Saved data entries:
**********
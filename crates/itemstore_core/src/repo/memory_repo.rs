//! In-process item repository.
//!
//! # Responsibility
//! - Provide the `ItemRepository` contract without SQLite.
//!
//! # Invariants
//! - Identifiers start at 1 and are never reused.
//! - Search evaluates the same `ItemFilter` clauses the SQL backend renders.

use crate::model::item::{Item, ItemId, ItemUpdate, NewItem};
use crate::repo::item_repo::{ItemRepository, RepoError, RepoResult};
use crate::search::item_filter::{matches_all, ItemSearchCond};
use std::cell::RefCell;
use std::collections::BTreeMap;

#[derive(Debug, Default)]
struct MemoryState {
    last_id: ItemId,
    items: BTreeMap<ItemId, Item>,
}

/// Item repository backed by an ordered in-memory map. Not `Sync`.
#[derive(Debug, Default)]
pub struct MemoryItemRepository {
    state: RefCell<MemoryState>,
}

impl MemoryItemRepository {
    pub fn new() -> Self {
        Self::default()
    }

    /// Number of stored items.
    pub fn len(&self) -> usize {
        self.state.borrow().items.len()
    }

    pub fn is_empty(&self) -> bool {
        self.len() == 0
    }
}

impl ItemRepository for MemoryItemRepository {
    fn save(&self, item: &NewItem) -> RepoResult<ItemId> {
        item.validate()?;

        let mut state = self.state.borrow_mut();
        state.last_id += 1;
        let id = state.last_id;
        state.items.insert(id, Item::from_new(id, item.clone()));
        Ok(id)
    }

    fn update(&self, id: ItemId, update: &ItemUpdate) -> RepoResult<()> {
        update.validate()?;

        let mut state = self.state.borrow_mut();
        let item = state.items.get_mut(&id).ok_or(RepoError::NotFound(id))?;
        item.apply(update);
        Ok(())
    }

    fn find_by_id(&self, id: ItemId) -> RepoResult<Option<Item>> {
        Ok(self.state.borrow().items.get(&id).cloned())
    }

    fn find_all(&self, cond: &ItemSearchCond) -> RepoResult<Vec<Item>> {
        let filters = cond.filters();
        Ok(self
            .state
            .borrow()
            .items
            .values()
            .filter(|item| matches_all(&filters, item))
            .cloned()
            .collect())
    }
}
//! Core use-case services.
//!
//! # Responsibility
//! - Orchestrate repository calls into use-case level APIs.
//! - Keep callers decoupled from storage details.

pub mod item_service;
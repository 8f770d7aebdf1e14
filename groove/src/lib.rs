//! Groove music extension
//!
//! This crate plugs the Groove catalogue (Indian film and pop music, scraped by
//! a worker API) into a host media player. It searches songs and albums, builds
//! the home and library feeds from the latest releases and a configured list of
//! categories, and resolves songs to direct MP3 links.
//!
//! # Architecture
//!
//! - [`client`]: `GrooveApi`, one GET per worker endpoint, typed payloads
//! - [`queries`]: the `Catalog` seam and search normalization
//! - [`converter`]: pure mapping from payloads to host entities
//! - [`cache`] / [`resilience`]: caches, retry, pacing and page walking
//! - [`extension`]: `GrooveExtension`, the host-facing façade
//! - [`config_ext`]: typed access to the `sources.groove` configuration
//!
//! # Example
//!
//! ```no_run
//! use groove::GrooveExtension;
//! use groovesource::{HomeFeedClient, QuickSearchClient};
//!
//! #[tokio::main]
//! async fn main() -> Result<(), Box<dyn std::error::Error>> {
//!     let extension = GrooveExtension::new()?;
//!
//!     let items = extension.quick_search("arijit").await?;
//!     println!("{} suggestions", items.len());
//!
//!     let home = extension.load_home_feed().await?;
//!     for shelf in &home.page(None).items {
//!         println!("{} ({} items)", shelf.title(), shelf.len());
//!     }
//!
//!     Ok(())
//! }
//! ```
//!
//! # Resilience
//!
//! | Resource | Policy |
//! |----------|--------|
//! | song details | cached per URL for the extension lifetime, 2 attempts 300 ms apart |
//! | category listing | 60 s TTL, stale entry served when a refresh fails or is empty |
//! | album pages | at most 5 hops, cycle detection, sentinel page 2025 ignored |
//! | home feed | 250 ms pause between category fetches |
//!
//! All values come from the configuration (see [`GrooveConfigExt`]).

pub mod cache;
pub mod client;
pub mod config_ext;
pub mod converter;
pub mod error;
pub mod extension;
pub mod models;
pub mod queries;
pub mod resilience;

// Re-exports
pub use cache::{CategoryCache, CategoryCacheEntry, SongCache};
pub use client::{ClientBuilder, GrooveApi};
pub use config_ext::{CategoryConfig, GrooveConfig, GrooveConfigExt};
pub use converter::Converter;
pub use error::{GrooveError, Result};
pub use extension::{GrooveExtension, SHOW_COVER_ART_BACKGROUND};
pub use models::{
    AlbumPageResponse, AlbumPageResult, CategoryFeedResponse, LatestReleaseResponse, SearchAlbum,
    SearchResponsePayload, SearchResult, SearchSong, SongDetailsResponse, SongDetailsResult,
};
pub use queries::{Catalog, GrooveQueries};
pub use resilience::RetryPolicy;
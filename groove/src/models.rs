//! Data models for the worker API
//!
//! The first part mirrors the JSON payloads returned by the five endpoints.
//! Every field is optional: the upstream scraper omits whatever it could not
//! find on the page, and decoding must not fail for that.
//!
//! The second part holds the internal shapes produced by the query layer and
//! the façade.

use groovesource::{Album, Track};
use serde::{Deserialize, Serialize};

// ============================================================================
// Search
// ============================================================================

/// Response of `GET /search?q=`
#[derive(Debug, Clone, Default, Serialize, Deserialize, PartialEq)]
#[serde(rename_all = "camelCase")]
pub struct SearchResponsePayload {
    #[serde(default)]
    pub search_query: Option<String>,
    #[serde(default)]
    pub timestamp: Option<String>,
    #[serde(default)]
    pub albums: Vec<SearchAlbumPayload>,
    #[serde(default)]
    pub songs: Vec<SearchSongPayload>,
    #[serde(default)]
    pub total_results: Option<u32>,
}

#[derive(Debug, Clone, Default, Serialize, Deserialize, PartialEq)]
#[serde(rename_all = "camelCase")]
pub struct SearchAlbumPayload {
    #[serde(default)]
    pub title: Option<String>,
    #[serde(default)]
    pub url: Option<String>,
    #[serde(default)]
    pub category: Option<String>,
    #[serde(default)]
    pub cover_image: Option<String>,
}

/// Song hit; `title` is usually `"<title> - <artists>"`
#[derive(Debug, Clone, Default, Serialize, Deserialize, PartialEq)]
#[serde(rename_all = "camelCase")]
pub struct SearchSongPayload {
    #[serde(default)]
    pub title: Option<String>,
    #[serde(default)]
    pub album: Option<String>,
    #[serde(default)]
    pub url: Option<String>,
    #[serde(default)]
    pub category: Option<String>,
    #[serde(default)]
    pub cover_image: Option<String>,
}

// ============================================================================
// Latest releases
// ============================================================================

/// Response of `GET /latest`
#[derive(Debug, Clone, Default, Serialize, Deserialize, PartialEq)]
#[serde(rename_all = "camelCase")]
pub struct LatestReleaseResponse {
    #[serde(default)]
    pub url: Option<String>,
    #[serde(default)]
    pub timestamp: Option<String>,
    #[serde(default)]
    pub title: Option<String>,
    #[serde(default)]
    pub latest_release_songs: Vec<LatestReleaseSongPayload>,
    #[serde(default)]
    pub recent_bollywood_albums: Vec<LatestReleaseAlbumPayload>,
}

#[derive(Debug, Clone, Default, Serialize, Deserialize, PartialEq)]
#[serde(rename_all = "camelCase")]
pub struct LatestReleaseSongPayload {
    #[serde(default)]
    pub title: Option<String>,
    #[serde(default)]
    pub url: Option<String>,
    #[serde(default)]
    pub artists: Option<String>,
    #[serde(default)]
    pub singers: Option<String>,
    #[serde(default)]
    pub category: Option<String>,
    #[serde(default)]
    pub cover_image: Option<String>,
}

#[derive(Debug, Clone, Default, Serialize, Deserialize, PartialEq)]
#[serde(rename_all = "camelCase")]
pub struct LatestReleaseAlbumPayload {
    #[serde(default)]
    pub title: Option<String>,
    #[serde(default)]
    pub url: Option<String>,
    #[serde(default)]
    pub artists: Option<String>,
    #[serde(default)]
    pub cover_image: Option<String>,
}

// ============================================================================
// Category feeds
// ============================================================================

/// Response of `GET /category?url=`
#[derive(Debug, Clone, Default, Serialize, Deserialize, PartialEq)]
#[serde(rename_all = "camelCase")]
pub struct CategoryFeedResponse {
    #[serde(default)]
    pub url: Option<String>,
    #[serde(default)]
    pub source_url: Option<String>,
    #[serde(default)]
    pub timestamp: Option<String>,
    #[serde(default)]
    pub title: Option<String>,
    #[serde(default)]
    pub category: Option<String>,
    #[serde(default)]
    pub songs: Vec<CategorySongPayload>,
    #[serde(default)]
    pub albums: Vec<CategoryAlbumPayload>,
}

#[derive(Debug, Clone, Default, Serialize, Deserialize, PartialEq)]
#[serde(rename_all = "camelCase")]
pub struct CategorySongPayload {
    #[serde(default)]
    pub title: Option<String>,
    #[serde(default)]
    pub url: Option<String>,
    #[serde(default)]
    pub artists: Option<String>,
    #[serde(default)]
    pub cover_image: Option<String>,
}

#[derive(Debug, Clone, Default, Serialize, Deserialize, PartialEq)]
#[serde(rename_all = "camelCase")]
pub struct CategoryAlbumPayload {
    #[serde(default)]
    pub title: Option<String>,
    #[serde(default)]
    pub url: Option<String>,
    #[serde(default)]
    pub artists: Option<String>,
    #[serde(default)]
    pub cover_image: Option<String>,
}

// ============================================================================
// Song details
// ============================================================================

/// Response of `GET /song?url=`
#[derive(Debug, Clone, Default, Serialize, Deserialize, PartialEq)]
#[serde(rename_all = "camelCase")]
pub struct SongDetailsResponse {
    #[serde(default)]
    pub url: Option<String>,
    #[serde(default)]
    pub timestamp: Option<String>,
    #[serde(default)]
    pub page_title: Option<String>,
    #[serde(default)]
    pub song: Option<SongPayload>,
    #[serde(default)]
    pub related_songs: Vec<RelatedSongPayload>,
}

#[derive(Debug, Clone, Default, Serialize, Deserialize, PartialEq)]
#[serde(rename_all = "camelCase")]
pub struct SongPayload {
    #[serde(default)]
    pub name: Option<String>,
    #[serde(default)]
    pub singers: Option<String>,
    #[serde(default)]
    pub lead_stars: Option<String>,
    #[serde(default)]
    pub composer: Option<String>,
    #[serde(default)]
    pub category: Option<String>,
    #[serde(default)]
    pub cover_image: Option<String>,
    #[serde(default)]
    pub downloads: Option<DownloadLinksPayload>,
}

/// Direct download links, one per bitrate tier
#[derive(Debug, Clone, Default, Serialize, Deserialize, PartialEq)]
pub struct DownloadLinksPayload {
    #[serde(default, rename = "url128kbps")]
    pub url_128: Option<String>,
    #[serde(default, rename = "url320kbps")]
    pub url_320: Option<String>,
}

impl DownloadLinksPayload {
    /// Available tiers as `(label, url)`, highest quality first
    pub fn tiers(&self) -> Vec<(&'static str, &str)> {
        [("320kbps", self.url_320.as_deref()), ("128kbps", self.url_128.as_deref())]
            .into_iter()
            .filter_map(|(label, url)| {
                url.map(str::trim)
                    .filter(|u| !u.is_empty())
                    .map(|u| (label, u))
            })
            .collect()
    }
}

/// Related song; `title` is usually `"<title> - <artists>"`
#[derive(Debug, Clone, Default, Serialize, Deserialize, PartialEq)]
#[serde(rename_all = "camelCase")]
pub struct RelatedSongPayload {
    #[serde(default)]
    pub title: Option<String>,
    #[serde(default)]
    pub url: Option<String>,
    #[serde(default)]
    pub cover_image: Option<String>,
}

// ============================================================================
// Album pages
// ============================================================================

/// Response of `GET /album?url=`
#[derive(Debug, Clone, Default, Serialize, Deserialize, PartialEq)]
#[serde(rename_all = "camelCase")]
pub struct AlbumPageResponse {
    #[serde(default)]
    pub url: Option<String>,
    #[serde(default)]
    pub timestamp: Option<String>,
    #[serde(default)]
    pub page_title: Option<String>,
    #[serde(default)]
    pub album: Option<AlbumPageInfo>,
    #[serde(default)]
    pub songs: Vec<AlbumSongPayload>,
    #[serde(default)]
    pub total_songs_on_page: Option<u32>,
    #[serde(default)]
    pub has_pagination: Option<bool>,
    #[serde(default)]
    pub pagination_pages: Vec<AlbumPaginationPayload>,
}

#[derive(Debug, Clone, Default, Serialize, Deserialize, PartialEq)]
#[serde(rename_all = "camelCase")]
pub struct AlbumPageInfo {
    #[serde(default)]
    pub name: Option<String>,
    #[serde(default)]
    pub cover_image: Option<String>,
    #[serde(default)]
    pub artists: Option<String>,
    #[serde(default)]
    pub starcast: Option<String>,
    #[serde(default)]
    pub composers: Option<String>,
    #[serde(default)]
    pub year: Option<String>,
    #[serde(default)]
    pub category: Option<String>,
}

#[derive(Debug, Clone, Default, Serialize, Deserialize, PartialEq)]
#[serde(rename_all = "camelCase")]
pub struct AlbumSongPayload {
    #[serde(default)]
    pub title: Option<String>,
    #[serde(default)]
    pub artists: Option<String>,
    #[serde(default)]
    pub url: Option<String>,
}

/// Candidate page listed at the bottom of an album page
#[derive(Debug, Clone, Default, Serialize, Deserialize, PartialEq)]
pub struct AlbumPaginationPayload {
    #[serde(default)]
    pub page: Option<u32>,
    #[serde(default)]
    pub url: Option<String>,
}

// ============================================================================
// Internal shapes
// ============================================================================

/// Normalized album hit
#[derive(Debug, Clone, PartialEq, Eq)]
pub struct SearchAlbum {
    pub slug: String,
    pub title: String,
    pub url: String,
    pub category: Option<String>,
    pub image: Option<String>,
}

/// Normalized song hit, with the artist split out of the title
#[derive(Debug, Clone, PartialEq, Eq)]
pub struct SearchSong {
    pub slug: String,
    pub title: String,
    pub artist: Option<String>,
    pub album: Option<String>,
    pub url: String,
    pub image: Option<String>,
    pub category: Option<String>,
}

/// Result of one search query
#[derive(Debug, Clone, Default, PartialEq, Eq)]
pub struct SearchResult {
    pub albums: Vec<SearchAlbum>,
    pub songs: Vec<SearchSong>,
}

impl SearchResult {
    pub fn is_empty(&self) -> bool {
        self.albums.is_empty() && self.songs.is_empty()
    }
}

/// Converted song details, cached per source URL
#[derive(Debug, Clone, PartialEq)]
pub struct SongDetailsResult {
    pub track: Track,
    pub related_tracks: Vec<Track>,
}

/// Converted album page
#[derive(Debug, Clone, PartialEq)]
pub struct AlbumPageResult {
    pub album: Album,
    pub tracks: Vec<Track>,
    pub next_page_url: Option<String>,
}
#[tokio::test(start_paused = true)]
async fn empty_category_refresh_falls_back_to_stale_entry() -> anyhow::Result<()> {
    let catalog = Arc::new(ScriptedCatalog::new().with_category(
        BOLLYWOOD,
        vec![
            Reply::Ok(category_response(&["Aashiqui"])),
            Reply::Ok(category_response(&[])),
        ],
    ));
    let extension = extension(&catalog, &[("Bollywood", BOLLYWOOD)]);

    extension.load_home_feed().await?;
    tokio::time::advance(Duration::from_secs(61)).await;

    let feed = extension.load_home_feed().await?;
    assert_eq!(feed.page(None).items[0].len(), 1);

    Ok(())
}

#[tokio::test(start_paused = true)]
async fn failing_category_without_cache_is_skipped() -> anyhow::Result<()> {
    let catalog = Arc::new(
        ScriptedCatalog::new()
            .with_latest(Reply::Ok(latest_response()))
            .with_category(BOLLYWOOD, vec![Reply::Fail(502)])
            .with_category(PUNJABI, vec![Reply::Ok(category_response(&["Jatt"]))]),
    );
    let extension = extension(&catalog, &[("Bollywood", BOLLYWOOD), ("Punjabi", PUNJABI)]);

    let feed = extension.load_home_feed().await?;
    assert_eq!(
        shelf_titles(&feed.page(None).items),
        vec!["Latest Releases", "Recent Bollywood Albums", "Punjabi"]
    );

    Ok(())
}

#[tokio::test(start_paused = true)]
async fn home_feed_survives_latest_failure_and_paces_categories() -> anyhow::Result<()> {
    let catalog = Arc::new(
        ScriptedCatalog::new()
            .with_latest(Reply::Fail(503))
            .with_category(BOLLYWOOD, vec![Reply::Ok(category_response(&["Aashiqui"]))])
            .with_category(PUNJABI, vec![Reply::Ok(category_response(&["Jatt"]))]),
    );
    let extension = extension(&catalog, &[("Bollywood", BOLLYWOOD), ("Punjabi", PUNJABI)]);

    let feed = extension.load_home_feed().await?;
    assert_eq!(shelf_titles(&feed.page(None).items), vec!["Bollywood", "Punjabi"]);

    let calls = catalog.calls_to("category:");
    assert_eq!(calls.len(), 2);
    assert!(calls[0].1.ends_with(BOLLYWOOD));
    assert!(calls[1].0 - calls[0].0 >= Duration::from_millis(250));

    Ok(())
}

#[tokio::test]
async fn library_feed_lists_configured_categories() -> anyhow::Result<()> {
    let catalog = Arc::new(ScriptedCatalog::new());
    let extension = extension(&catalog, &[("Bollywood", BOLLYWOOD), ("Punjabi", PUNJABI)]);

    let feed = extension.load_library_feed().await?;
    let shelves = &feed.page(None).items;
    assert_eq!(shelf_titles(shelves), vec!["Bollywood", "Punjabi"]);

    match &shelves[0] {
        Shelf::Category { id, extras, .. } => {
            assert!(id.starts_with("category_"));
            assert_eq!(extras["url"], BOLLYWOOD);
        }
        other => panic!("unexpected shelf {:?}", other),
    }
    assert_eq!(catalog.count(""), 0);

    Ok(())
}
//! In-memory caches of the Groove façade
//!
//! - [`SongCache`]: raw song pages by source URL, never expired
//! - [`CategoryCache`]: albums per category, with a TTL and a fallback on the
//!   stale entry when a refresh fails
//!
//! Both caches are shared between concurrent operations and cheap to clone.

use crate::models::SongDetailsResponse;
use groovesource::Album;
use moka::future::Cache as MokaCache;
use std::collections::HashMap;
use std::sync::Arc;
use std::time::Duration;
use tokio::sync::RwLock;
use tokio::time::Instant;

/// Song pages as returned by the worker API
///
/// Payloads are kept unconverted so that presentation settings are applied on
/// every read. Entries are never evicted: the cache lives as long as the
/// extension and grows with the number of songs visited.
#[derive(Clone)]
pub struct SongCache {
    songs: Arc<MokaCache<String, SongDetailsResponse>>,
}

impl SongCache {
    pub fn new() -> Self {
        Self {
            songs: Arc::new(MokaCache::builder().build()),
        }
    }

    pub async fn get(&self, url: &str) -> Option<SongDetailsResponse> {
        self.songs.get(url).await
    }

    pub async fn put(&self, url: String, response: SongDetailsResponse) {
        self.songs.insert(url, response).await;
    }
}

impl Default for SongCache {
    fn default() -> Self {
        Self::new()
    }
}

/// Albums of one category, stamped with their fetch time
#[derive(Debug, Clone)]
pub struct CategoryCacheEntry {
    pub fetched_at: Instant,
    pub category_name: String,
    pub albums: Vec<Album>,
}

impl CategoryCacheEntry {
    pub fn new(category_name: impl Into<String>, albums: Vec<Album>) -> Self {
        Self {
            fetched_at: Instant::now(),
            category_name: category_name.into(),
            albums,
        }
    }

    pub fn age(&self) -> Duration {
        self.fetched_at.elapsed()
    }

    /// True while the age does not exceed `ttl`
    pub fn is_fresh(&self, ttl: Duration) -> bool {
        self.age() <= ttl
    }
}

/// Category listings keyed by the configured category URL
///
/// A stale entry is kept: it is the fallback when a refresh fails or comes
/// back empty.
#[derive(Debug, Clone)]
pub struct CategoryCache {
    ttl: Duration,
    entries: Arc<RwLock<HashMap<String, CategoryCacheEntry>>>,
}

impl CategoryCache {
    pub fn new(ttl: Duration) -> Self {
        Self {
            ttl,
            entries: Arc::new(RwLock::new(HashMap::new())),
        }
    }

    /// Entry for `url`, fresh or not
    pub async fn get(&self, url: &str) -> Option<CategoryCacheEntry> {
        self.entries.read().await.get(url).cloned()
    }

    /// Albums of `url` while the entry is fresh
    pub async fn fresh(&self, url: &str) -> Option<Vec<Album>> {
        self.get(url)
            .await
            .filter(|entry| entry.is_fresh(self.ttl))
            .map(|entry| entry.albums)
    }

    /// Albums of `url` whatever their age
    pub async fn any(&self, url: &str) -> Option<Vec<Album>> {
        self.get(url).await.map(|entry| entry.albums)
    }

    /// Replaces the entry of `url`
    pub async fn store(&self, url: impl Into<String>, category_name: &str, albums: Vec<Album>) {
        self.entries
            .write()
            .await
            .insert(url.into(), CategoryCacheEntry::new(category_name, albums));
    }
}
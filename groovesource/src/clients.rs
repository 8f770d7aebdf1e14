//! Capability traits implemented by extensions
//!
//! Each host feature is a separate trait so an extension only implements what
//! it supports. All methods are async and the traits are object safe.

use crate::feed::{Feed, Page};
use crate::models::{Album, QuickSearchItem, Shelf, Streamable, StreamableMedia, Track};
use crate::settings::{Setting, Settings};
use crate::Result;
use async_trait::async_trait;
use std::sync::Arc;

/// Base contract every extension implements
#[async_trait]
pub trait ExtensionClient: Send + Sync {
    /// Settings shown on the extension's settings screen
    async fn setting_items(&self) -> Vec<Setting>;

    /// Gives the extension access to the user's setting values
    fn set_settings(&self, settings: Arc<dyn Settings>);
}

#[async_trait]
pub trait QuickSearchClient: Send + Sync {
    async fn quick_search(&self, query: &str) -> Result<Vec<QuickSearchItem>>;
}

#[async_trait]
pub trait SearchFeedClient: Send + Sync {
    async fn load_search_feed(&self, query: &str) -> Result<Feed<Shelf>>;
}

#[async_trait]
pub trait HomeFeedClient: Send + Sync {
    async fn load_home_feed(&self) -> Result<Feed<Shelf>>;
}

#[async_trait]
pub trait LibraryFeedClient: Send + Sync {
    async fn load_library_feed(&self) -> Result<Feed<Shelf>>;
}

#[async_trait]
pub trait TrackClient: Send + Sync {
    /// Completes a placeholder track (from a listing) with playable details
    async fn load_track(&self, track: &Track, is_download: bool) -> Result<Track>;

    /// Resolves a stream handle into concrete sources
    async fn load_streamable_media(
        &self,
        streamable: &Streamable,
        is_download: bool,
    ) -> Result<StreamableMedia>;

    /// Feed shown below the player (related tracks, ...)
    async fn load_track_feed(&self, track: &Track) -> Result<Feed<Shelf>>;
}

#[async_trait]
pub trait AlbumClient: Send + Sync {
    async fn load_album(&self, album: &Album) -> Result<Album>;

    /// Lists album tracks; `continuation` is the value returned by the previous page
    async fn load_tracks(&self, album: &Album, continuation: Option<&str>) -> Result<Page<Track>>;

    async fn load_album_feed(&self, album: &Album) -> Result<Option<Feed<Shelf>>>;
}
**********
> **YOUR OBJECTIVE**:
Stopping at the line containing "fn save(&self, item: &NewItem)", please repeat exactly every line from the very start of the entries, that line included, and nothing more.

> **RESULT OF THIS EXERCISE**:
filename crates/itemstore_core/src/repo/memory_repo.rs
//! In-process item repository.
//!
//! # Responsibility
//! - Provide the `ItemRepository` contract without SQLite.
//!
//! # Invariants
//! - Identifiers start at 1 and are never reused.
//! - Search evaluates the same `ItemFilter` clauses the SQL backend renders.

use crate::model::item::{Item, ItemId, ItemUpdate, NewItem};
use crate::repo::item_repo::{ItemRepository, RepoError, RepoResult};
use crate::search::item_filter::{matches_all, ItemSearchCond};
use std::cell::RefCell;
use std::collections::BTreeMap;

#[derive(Debug, Default)]
struct MemoryState {
    last_id: ItemId,
    items: BTreeMap<ItemId, Item>,
}

/// Item repository backed by an ordered in-memory map. Not `Sync`.
#[derive(Debug, Default)]
pub struct MemoryItemRepository {
    state: RefCell<MemoryState>,
}

impl MemoryItemRepository {
    pub fn new() -> Self {
        Self::default()
    }

    /// Number of stored items.
    pub fn len(&self) -> usize {
        self.state.borrow().items.len()
    }

    pub fn is_empty(&self) -> bool {
        self.len() == 0
    }
}

impl ItemRepository for MemoryItemRepository {
    fn save(&self, item: &NewItem) -> RepoResult<ItemId> {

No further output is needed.